Appeal from Mason Circuit Court.

BROWNING, REED & ZEIGLER for appellant.

B.S. GRANNIS for appellee.

OPINION OF THE COURT BY JUDGE DIETZMAN.

Reversing.

In September, 1926, the Farmers' & Traders' Bank of Maysville held the note of Pickett and Burgess in the principal sum of about $12,000, secured by a mortgage on a piece of real estate in the city of Maysville. This note was long past due, and its makers not only were behind in their interest payments, but were also insolvent. The note was indeed a frozen asset. The bank at that time was getting in a more or less straitened condition, and in order to liquefy this frozen asset, its vice president, H.W. Cole, devised the following scheme: The bank procured the appellee, George H. Fishter, to take a conveyance of the mortgaged property from Pickett and Burgess, the bank canceling its mortgage note. Fishter then placed a first mortgage upon the property with the Mason County Building & Saving Association in the principal sum of $7,500. The proceeds of this mortgage were paid over to the bank. Fishter then executed a second mortgage to the bank in the principal sum of $5,250, payable by four serial notes of $1,000 each, and one note for $1,250, due in 1, 2, 3, 4, and 5 years, respectively from their date. At the same time the bank and Fishter executed this contract in duplicate:

"This contract made and entered into this 27th day of September, 1926, by and between Geo. H Fishter, party of the first part, and the Farmers & Traders Bank of Maysville, Ky., party of the second part.

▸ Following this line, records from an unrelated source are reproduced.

//! JSON body assertions: dot-path selection and JSON Schema validation.

use std::path::Path;

use serde_json::Value;

use crate::fetch::Response;

use super::matching::TextMatchingRule;
use super::TestResult;

/// Walks `selector` (dot-separated keys and array indexes) into `document`.
///
/// An empty selector selects the whole document. Array indexes may be
/// negative to count from the end. Errors name the part of the selector
/// that had been consumed when the walk failed.
pub fn select_from_json<'a>(document: &'a Value, selector: &str) -> Result<&'a Value, String> {
    if selector.is_empty() {
        return Ok(document);
    }

    let mut here = document;
    let mut selected: Vec<&str> = Vec::new();
    for part in selector.split('.') {
        selected.push(part);
        let path = || selected.join(".");
        here = match here {
            Value::Object(map) => map
                .get(part)
                .ok_or_else(|| format!("Key {} not found", path()))?,
            Value::Array(items) => {
                let index: i64 = part
                    .parse()
                    .map_err(|_| format!("Array found at {}", path()))?;
                let resolved = if index < 0 {
                    items.len() as i64 + index
                } else {
                    index
                };
                usize::try_from(resolved)
                    .ok()
                    .and_then(|i| items.get(i))
                    .ok_or_else(|| format!("Index {} not found", path()))?
            }
            _ => {
                return Err(format!(
                    "Ran out of containers to select from at {}",
                    path()
                ))
            }
        };
    }
    Ok(here)
}

/// Text form of a selected value: strings verbatim, everything else as
/// compact JSON.
pub fn json_value_text(value: &Value) -> String {
    match value {
        Value::String(s) => s.clone(),
        other => other.to_string(),
    }
}

#[derive(Debug, Clone)]
pub struct JsonAssertion {
    pub selector: String,
    pub rule: TextMatchingRule,
}

impl JsonAssertion {
    pub fn new(selector: impl Into<String>, rule: TextMatchingRule) -> Self {
        Self {
            selector: selector.into(),
            rule,
        }
    }

    pub fn description(&self) -> String {
        format!("{} {}", self.selector, self.rule.description())
    }

    fn selected_text(&self, body: &str) -> Result<String, String> {
        let document: Value =
            serde_json::from_str(body).map_err(|e| format!("Response body was not valid JSON: {e}"))?;
        select_from_json(&document, &self.selector).map(json_value_text)
    }

    pub fn evaluate(&self, response: &Response) -> TestResult {
        match self.selected_text(&response.body) {
            Ok(text) => TestResult {
                passed: self.rule.matches(&text),
                description: format!("{} was {}", self.selector, text),
            },
            Err(error) => TestResult::failed(format!(
                "Error trying to find {}: {}",
                self.selector, error
            )),
        }
    }
}

#[derive(Debug, Clone)]
pub struct JsonSchemaAssertion {
    pub schema_filename: String,
}

impl JsonSchemaAssertion {
    pub fn new(schema_filename: impl Into<String>) -> Self {
        Self {
            schema_filename: schema_filename.into(),
        }
    }

    pub fn description(&self) -> String {
        format!("Response body obeys {}", self.schema_filename)
    }

    /// Each way of failing gets its own message: missing schema, schema not
    /// JSON, body not JSON, schema itself invalid, body not conforming.
    pub fn evaluate(&self, response: &Response) -> TestResult {
        let filename = &self.schema_filename;
        if !Path::new(filename).is_file() {
            return TestResult::failed(format!("Schema file {filename} not found"));
        }
        let schema: Value = match std::fs::read_to_string(filename)
            .ok()
            .and_then(|text| serde_json::from_str(&text).ok())
        {
            Some(schema) => schema,
            None => return TestResult::failed(format!("Schema file {filename} was not valid JSON")),
        };
        let instance: Value = match serde_json::from_str(&response.body) {
            Ok(instance) => instance,
            Err(_) => return TestResult::failed("Response body was not valid JSON"),
        };
        let validator = match jsonschema::validator_for(&schema) {
            Ok(validator) => validator,
            Err(e) => {
                return TestResult::failed(format!("Schema file {filename} had a problem: {e}"))
            }
        };
        match validator.validate(&instance) {
            Ok(()) => TestResult::passed(format!("Response body obeyed {filename}")),
            Err(e) => TestResult::failed(format!("Response did not obey {filename}: {e}")),
        }
    }
}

"Witnesseth: That whereas said Geo. H. Fishter and Katherine G. Fishter, his wife, have this day conveyed to said Farmers & Traders Bank of Maysville, Ky., certain property in the City of Maysville, Ky., situated on the south side of Second St. and formerly owned by C.S. Burgess and B.O. Pickett, and whereas said Geo. Fishter is indebted to the Mason County Building Association under a mortgage on said property for $7,500.00 and is indebted to the Farmers & Traders Bank of Maysville, Kentucky, under a mortgage for _______.

"Now it is agreed between the parties as a consideration for said deed that should said Farmers & Traders Bank desire to record said deed above referred to it will cancel said mortgage indebtedness owing to it and assume the payment of any balance on said mortgage owing to the Mason County Bldg. Assn. above described.

"It is further agreed between the parties, and said Farmers & Traders Bank hereby agrees, that should said Fishter at any time so demand it will upon sixty days notice cancel said mortgages as above referred to provided said Fishter has not in the meantime incurred any other obligation against said property.

"In testimony whereof, witness the signatures of the parties of the first and second part in duplicate the day and year first above written.

                        "Geo. Fishter
                        "Farmers & Traders Bank of Maysville Ky
                                     "By H.W. Cole, V. Pres."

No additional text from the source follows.